---------- THE DATA
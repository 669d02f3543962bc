mod board;
mod collision;
mod config;
mod error;
mod food;
mod frontend;
mod game;
mod geometry;
mod snake;
mod terminal;

use std::fs::File;

use anyhow::Context;
use log::info;
use rand::rngs::StdRng;
use rand::SeedableRng;
use simplelog::{Config, LevelFilter, WriteLogger};

use config::{Settings, LOG_FILE};
use game::{Game, GameState};
use terminal::{CrosstermControls, RatatuiScreen, TerminalGuard};

fn main() -> anyhow::Result<()> {
    // Set up logging before anything else
    WriteLogger::init(
        LevelFilter::Info,
        Config::default(),
        File::create(LOG_FILE).context("creating log file")?,
    )
    .context("initializing logger")?;

    info!("Starting serpent");

    let settings = Settings::default();
    let mut game =
        Game::new(settings.clone(), StdRng::from_entropy()).context("setting up the board")?;

    let state = {
        // Dropping the guard restores the terminal on every way out of this block
        let _guard = TerminalGuard::acquire().context("switching the terminal to raw mode")?;
        let mut screen = RatatuiScreen::new().context("opening the terminal screen")?;
        let mut controls = CrosstermControls::new(settings.keys);
        frontend::run(&mut game, &mut controls, &mut screen)?
    };

    println!("{}", outcome_message(state, game.eaten()));
    info!("Exiting after {:?}", state);

    Ok(())
}

fn outcome_message(state: GameState, eaten: u32) -> String {
    match state {
        GameState::Won => format!("You won by eating {} apples. Congratulations!", eaten),
        GameState::Lost => format!("Collision detected after {} apple(s). You lost.", eaten),
        GameState::Forfeited => "You forfeited. Too bad!".to_string(),
        GameState::Running => "Game interrupted.".to_string(),
    }
}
--------------------
*EXERCISE DIRECTIONS*.
Restate, please, word for word the span of records running from the first line to the line bearing "let settings = Settings::default();", both included, and nothing outside it.

*EXPECTED ANSWER*.
repository 669d02f3543962bc
mod board;
mod collision;
mod config;
mod error;
mod food;
mod frontend;
mod game;
mod geometry;
mod snake;
mod terminal;

use std::fs::File;

use anyhow::Context;
use log::info;
use rand::rngs::StdRng;
use rand::SeedableRng;
use simplelog::{Config, LevelFilter, WriteLogger};

use config::{Settings, LOG_FILE};
use game::{Game, GameState};
use terminal::{CrosstermControls, RatatuiScreen, TerminalGuard};

fn main() -> anyhow::Result<()> {
    // Set up logging before anything else
    WriteLogger::init(
        LevelFilter::Info,
        Config::default(),
        File::create(LOG_FILE).context("creating log file")?,
    )
    .context("initializing logger")?;

    info!("Starting serpent");

    let settings = Settings::default();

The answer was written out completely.